2.3 Representations and Warranties. Each submission by Borrower to Lender of a requisition for an advance of the Loan shall constitute Borrower’s representation and warranty to Lender that: (a) all completed construction is constructed in all material respects in accordance with the Plans and Specifications, and (b) all construction and nonconstruction costs for the payment of which Lender has previously advanced funds have in fact been paid.

2.4 Additional Information. If Lender or the Title Company shall so require, Borrower will submit with its requisitions for advances lien waivers in form reasonably satisfactory to Lender and the Title Company, showing amounts paid and amounts due to all Persons furnishing labor or materials in connection with the completion of the Project. If the title insurance policy insuring the Mortgage is not written so as to insure any and all disbursements of the Loan up to the face amount of the Mortgage, or if Lender shall so require, Borrower shall arrange to have the Title Company deliver to Lender a date-down endorsement confirming the advance being requisitioned and insuring Lender as to the priority of such advance under the policy insuring the Mortgage without additional exceptions.

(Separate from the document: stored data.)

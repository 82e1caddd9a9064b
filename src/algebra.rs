//! The type algebra: subtyping, canonicalisation and the boolean operations.
//!
//! Subtyping over (possibly cyclic) type graphs is decided coinductively: an
//! all-pairs boolean matrix over the node arrays starts out all-true and is
//! repeatedly refined by a local per-pair check until it reaches the greatest
//! fixed point. [`minimise`] then collapses nodes that are mutual subtypes,
//! prunes subsumed union branches and drops unreachable nodes, yielding the
//! canonical form on which structural equality decides type equivalence.

use bit_vec::BitVec;

use crate::types::Idx;
use crate::types::ty::{Node, NodeId, Type};

/// An `n × n` boolean matrix, `m[i][j]` meaning "node `i` is a supertype of
/// node `j`".
struct Matrix {
  n: usize,
  bits: BitVec,
}

impl Matrix {
  fn new(n: usize) -> Self {
    Matrix { n, bits: BitVec::from_elem(n * n, true) }
  }

  fn get(&self, i: NodeId, j: NodeId) -> bool {
    self.bits.get(i.into_usize() * self.n + j.into_usize()).expect("in range")
  }

  fn clear(&mut self, i: NodeId, j: NodeId) {
    self.bits.set(i.into_usize() * self.n + j.into_usize(), false);
  }
}

/// Compute the greatest fixed point of [`local_check`] over the node array.
fn fixpoint(nodes: &[Node]) -> Matrix {
  let n = nodes.len();
  let mut m = Matrix::new(n);
  loop {
    let mut changed = false;
    for i in 0..n {
      for j in 0..n {
        let (i, j) = (NodeId::from_usize(i), NodeId::from_usize(j));
        if m.get(i, j) && !local_check(nodes, i, j, &m) {
          m.clear(i, j);
          changed = true;
        }
      }
    }
    if !changed { return m }
  }
}

fn is_leaf_kind(n: &Node) -> bool {
  matches!(n, Node::Null | Node::Bool | Node::Byte | Node::Char |
    Node::Int | Node::Real | Node::Str)
}

/// Two leaves with no values in common. `int` and `real` overlap; `any` and
/// `void` are not leaves in this sense.
fn disjoint_leaves(a: &Node, b: &Node) -> bool {
  is_leaf_kind(a) && is_leaf_kind(b) &&
    std::mem::discriminant(a) != std::mem::discriminant(b) &&
    !matches!((a, b), (Node::Int, Node::Real) | (Node::Real, Node::Int))
}

/// One step of the subtype check: decide `i :> j` assuming the relation `m`
/// holds for all child pairs. Monotone in `m`, so the all-true start point
/// shrinks to the greatest fixed point.
fn local_check(nodes: &[Node], i: NodeId, j: NodeId, m: &Matrix) -> bool {
  let (a, b) = (&nodes[i.into_usize()], &nodes[j.into_usize()]);
  // The algebra is only defined on closed types.
  if matches!(a, Node::Label(_)) || matches!(b, Node::Label(_)) { return false }
  if i == j { return true }
  match (a, b) {
    (Node::Any, _) => true,
    (_, Node::Void) => true,
    // A union subtype needs every branch below i; combined with the next
    // arm this gives the for-all/exists rule when both sides are unions.
    (_, Node::Union(bs)) => bs.iter().all(|&c| m.get(i, c)),
    (Node::Union(cs), _) => cs.iter().any(|&c| m.get(c, j)),
    // An intersection subtype is below i whenever one of its branches is.
    (_, Node::Inter(bs)) => bs.iter().any(|&c| m.get(i, c)),
    (Node::Inter(cs), _) => cs.iter().all(|&c| m.get(c, j)),
    (Node::Not(na), Node::Not(nb)) => m.get(*nb, *na),
    (Node::Not(na), _) => disjoint_leaves(&nodes[na.into_usize()], b),
    (_, Node::Not(_)) => false,
    (Node::Real, Node::Int) => true,
    (Node::Null, Node::Null) | (Node::Bool, Node::Bool) | (Node::Byte, Node::Byte) |
    (Node::Char, Node::Char) | (Node::Int, Node::Int) | (Node::Real, Node::Real) |
    (Node::Str, Node::Str) => true,
    (Node::Set(x), Node::Set(y)) | (Node::List(x), Node::List(y)) |
    (Node::Ref(x), Node::Ref(y)) | (Node::Process(x), Node::Process(y)) =>
      m.get(*x, *y),
    (Node::Dict(k1, v1), Node::Dict(k2, v2)) => m.get(*k1, *k2) && m.get(*v1, *v2),
    (Node::Tuple(xs), Node::Tuple(ys)) =>
      xs.len() == ys.len() && xs.iter().zip(&**ys).all(|(&x, &y)| m.get(x, y)),
    // Function returns are covariant, parameters contravariant.
    (Node::Fun(xs), Node::Fun(ys)) => sig_check(xs, ys, m),
    (Node::Meth(r1, xs), Node::Meth(r2, ys)) => {
      let recv = match (r1, r2) {
        (None, None) => true,
        (Some(x), Some(y)) => m.get(*y, *x),
        _ => false,
      };
      recv && sig_check(xs, ys, m)
    }
    (Node::Record { open: o1, fields: f1 }, Node::Record { open: o2, fields: f2 }) =>
      record_check(*o1, f1, *o2, f2, m),
    (Node::Nominal(x), Node::Nominal(y)) => x == y,
    _ => false,
  }
}

fn sig_check(xs: &[NodeId], ys: &[NodeId], m: &Matrix) -> bool {
  xs.len() == ys.len() && m.get(xs[0], ys[0]) &&
    xs[1..].iter().zip(&ys[1..]).all(|(&p1, &p2)| m.get(p2, p1))
}

/// Record subtyping: every supertype field must be present in the subtype
/// with a covariant type (depth subtyping); extra subtype fields are only
/// admitted when the supertype is open (width subtyping).
fn record_check(o1: bool, f1: &[(crate::Symbol, NodeId)],
  o2: bool, f2: &[(crate::Symbol, NodeId)], m: &Matrix,
) -> bool {
  for &(name, c1) in f1 {
    match f2.iter().find(|&&(n, _)| n == name) {
      Some(&(_, c2)) => if !m.get(c1, c2) { return false },
      None => return false,
    }
  }
  if o1 { true } else { f1.len() == f2.len() && !o2 }
}

/// Concatenate the node arrays of two types, returning the combined array
/// and the root of the second.
fn combine(t1: &Type, t2: &Type) -> (Vec<Node>, NodeId) {
  let mut nodes = t1.nodes().to_vec();
  let off = nodes.len();
  for n in t2.nodes() {
    nodes.push(n.map_children(|c| NodeId::from_usize(c.into_usize() + off)));
  }
  (nodes, NodeId::from_usize(off))
}

/// Decide whether `sup :> sub`, i.e. every value of `sub` is a value of
/// `sup`.
#[must_use] pub fn is_subtype(sup: &Type, sub: &Type) -> bool {
  let (nodes, r2) = combine(sup, sub);
  fixpoint(&nodes).get(NodeId(0), r2)
}

/// Decide whether two types have the same values.
#[must_use] pub fn is_equivalent(t1: &Type, t2: &Type) -> bool {
  let (nodes, r2) = combine(t1, t2);
  let m = fixpoint(&nodes);
  m.get(NodeId(0), r2) && m.get(r2, NodeId(0))
}

struct Minimiser<'a> {
  nodes: &'a [Node],
  m: Matrix,
  rep: Vec<NodeId>,
  map: Vec<Option<NodeId>>,
  out: Vec<Node>,
}

impl<'a> Minimiser<'a> {
  fn new(t: &'a Type) -> Self {
    let nodes = t.nodes();
    let m = fixpoint(nodes);
    // Nodes that are mutual subtypes form an equivalence class; pick the
    // lowest index as representative.
    let rep = (0..nodes.len()).map(|i| {
      let i = NodeId::from_usize(i);
      (0..i.into_usize()).map(NodeId::from_usize)
        .find(|&j| m.get(i, j) && m.get(j, i))
        .unwrap_or(i)
    }).collect();
    Minimiser { nodes, m, rep, map: vec![None; nodes.len()], out: vec![] }
  }

  /// Collect the surviving branches of a union rooted at `i` (given by its
  /// representative): nested unions are inlined, self-branches dropped, and
  /// any branch subsumed by another is removed.
  fn union_branches(&self, i: NodeId, cs: &[NodeId]) -> Vec<NodeId> {
    let mut work = cs.to_vec();
    let mut flat = vec![];
    while let Some(c) = work.pop() {
      let c = self.rep[c.into_usize()];
      if c == i || flat.contains(&c) { continue }
      if let Node::Union(inner) = &self.nodes[c.into_usize()] {
        work.extend(inner.iter().copied());
      } else {
        flat.push(c);
      }
    }
    flat.reverse();
    let mut keep = vec![];
    'branch: for (n, &c) in flat.iter().enumerate() {
      for (n2, &c2) in flat.iter().enumerate() {
        if n == n2 { continue }
        // Drop c if some other branch subsumes it; on mutual subsumption
        // (equivalent branches) keep the first occurrence.
        if self.m.get(c2, c) && (!self.m.get(c, c2) || n2 < n) { continue 'branch }
      }
      keep.push(c);
    }
    keep
  }

  fn emit(&mut self, i: NodeId) -> NodeId {
    let i = self.rep[i.into_usize()];
    if let Some(n) = self.map[i.into_usize()] { return n }
    if let Node::Union(cs) = &self.nodes[i.into_usize()] {
      let keep = self.union_branches(i, cs);
      match keep.as_slice() {
        [] => {
          let n = NodeId::from_usize(self.out.len());
          self.map[i.into_usize()] = Some(n);
          self.out.push(Node::Void);
          return n
        }
        &[b] => {
          let n = self.emit(b);
          self.map[i.into_usize()] = Some(n);
          return n
        }
        _ => {
          let n = NodeId::from_usize(self.out.len());
          self.map[i.into_usize()] = Some(n);
          self.out.push(Node::Void);
          let children = keep.iter().map(|&b| self.emit(b)).collect();
          self.out[n.into_usize()] = Node::Union(children);
          return n
        }
      }
    }
    let n = NodeId::from_usize(self.out.len());
    self.map[i.into_usize()] = Some(n);
    self.out.push(Node::Void);
    let node = self.nodes[i.into_usize()].clone();
    let node = node.map_children(|c| self.emit(c));
    self.out[n.into_usize()] = node;
    n
  }
}

/// Canonicalise a closed type: merge equivalent nodes, flatten unions, drop
/// subsumed branches and prune unreachable nodes. Idempotent.
#[must_use] pub fn minimise(t: &Type) -> Type {
  debug_assert!(t.is_closed(), "cannot minimise an open type");
  if t.is_leaf() { return t.clone() }
  let mut min = Minimiser::new(t);
  let root = min.emit(NodeId(0));
  Type::from_nodes(min.out).extract(root)
}

/// The canonical union of two types; also their least upper bound.
#[must_use] pub fn union(t1: &Type, t2: &Type) -> Type {
  union_many(&[t1.clone(), t2.clone()])
}

/// The canonical union of any number of types.
#[must_use] pub fn union_many(ts: &[Type]) -> Type {
  minimise(&Type::union(ts))
}

/// The canonical complement of a type: `¬any = void`, `¬void = any`,
/// `¬¬t = t`, otherwise a negation node.
#[must_use] pub fn negate(t: &Type) -> Type {
  match *t.root() {
    Node::Any => Type::void(),
    Node::Void => Type::any(),
    Node::Not(c) => minimise(&t.extract(c)),
    _ => minimise(&Type::negation(t)),
  }
}

/// The canonical intersection of two types. Subsumption, unions and
/// same-kind compounds are handled structurally; mismatched constructors
/// are disjoint; the residue (negations, function pairs) falls back to
/// De Morgan, `t1 ∩ t2 = ¬(¬t1 ∪ ¬t2)`.
#[must_use] pub fn intersect(t1: &Type, t2: &Type) -> Type {
  if is_subtype(t2, t1) { return minimise(t1) }
  if is_subtype(t1, t2) { return minimise(t2) }
  if let Some(bs) = t1.branches() {
    return union_many(&bs.iter().map(|b| intersect(b, t2)).collect::<Vec<_>>())
  }
  if let Some(bs) = t2.branches() {
    return union_many(&bs.iter().map(|b| intersect(t1, b)).collect::<Vec<_>>())
  }
  match (t1.root(), t2.root()) {
    (Node::Set(_), Node::Set(_)) => Type::set(
      &intersect(&t1.element().expect("set"), &t2.element().expect("set"))),
    (Node::List(_), Node::List(_)) => Type::list(
      &intersect(&t1.element().expect("list"), &t2.element().expect("list"))),
    (Node::Ref(_), Node::Ref(_)) => Type::reference(
      &intersect(&t1.element().expect("ref"), &t2.element().expect("ref"))),
    (Node::Process(_), Node::Process(_)) => Type::process(
      &intersect(&t1.element().expect("process"), &t2.element().expect("process"))),
    (Node::Dict(_, _), Node::Dict(_, _)) => Type::dict(
      &intersect(&t1.key().expect("dict"), &t2.key().expect("dict")),
      &intersect(&t1.value().expect("dict"), &t2.value().expect("dict"))),
    (Node::Tuple(_), Node::Tuple(_)) => {
      let (xs, ys) = (t1.tuple_elements().expect("tuple"), t2.tuple_elements().expect("tuple"));
      if xs.len() != ys.len() { return Type::void() }
      let elems = xs.iter().zip(&ys).map(|(x, y)| intersect(x, y)).collect::<Vec<_>>();
      minimise(&Type::tuple(&elems))
    }
    (&Node::Record { open: o1, .. }, &Node::Record { open: o2, .. }) => {
      let (f1, f2) = (t1.fields().expect("record"), t2.fields().expect("record"));
      let mut fields = vec![];
      for (name, x) in &f1 {
        match f2.iter().find(|(n, _)| n == name) {
          Some((_, y)) => fields.push((*name, intersect(x, y))),
          // A field on one side only survives when the other record is open.
          None => if o2 { fields.push((*name, x.clone())) } else { return Type::void() },
        }
      }
      for (name, y) in &f2 {
        if f1.iter().all(|(n, _)| n != name) {
          if o1 { fields.push((*name, y.clone())) } else { return Type::void() }
        }
      }
      minimise(&Type::record(o1 && o2, &fields))
    }
    // Distinct constructive kinds share no values. `int ∩ real` was already
    // handled by the subsumption shortcut above.
    (a, b) if constructive(a) && constructive(b) &&
      std::mem::discriminant(a) != std::mem::discriminant(b) => Type::void(),
    _ => negate(&union(&negate(t1), &negate(t2))),
  }
}

/// Node kinds that denote a fixed constructor of values, so that two
/// distinct kinds are disjoint.
fn constructive(n: &Node) -> bool {
  is_leaf_kind(n) || matches!(n,
    Node::Set(_) | Node::List(_) | Node::Ref(_) | Node::Process(_) |
    Node::Dict(_, _) | Node::Tuple(_) | Node::Record { .. } |
    Node::Fun(_) | Node::Meth(_, _))
}

/// The least upper bound of two types.
#[must_use] pub fn least_upper_bound(t1: &Type, t2: &Type) -> Type {
  union(t1, t2)
}

/// The greatest lower bound of two types.
#[must_use] pub fn greatest_lower_bound(t1: &Type, t2: &Type) -> Type {
  intersect(t1, t2)
}

/// The least difference `t1 − t2`: a least upper bound of the values of
/// `t1` that are not values of `t2`. Sound but not complete (it may
/// over-approximate); used for flow typing after a successful type test.
#[must_use] pub fn least_difference(t1: &Type, t2: &Type) -> Type {
  if is_subtype(t2, t1) { return Type::void() }
  if let Some(bs) = t1.branches() {
    let keep = bs.into_iter().filter(|b| !is_subtype(t2, b)).collect::<Vec<_>>();
    return union_many(&keep)
  }
  minimise(t1)
}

2.5 Delivery of Funds. Except for any initial advance funded through the Title Company or its approved attorney or agent, Lender will make advances of the Loan by depositing the same to Borrower’s account with Lender, which account shall be used by Borrower only for the purpose of paying the costs and expenses contemplated by this Agreement. The making of an advance by Lender shall not constitute Lender’s approval or acceptance of the construction theretofore completed. Lender’s inspection and approval of the Plans and Specifications, the construction of the Project, or the workmanship and materials used therein, shall impose no liability of any kind on Lender, the sole obligation of Lender as the result of such inspection and approval being to make the advances if, and to the extent, required by this Agreement.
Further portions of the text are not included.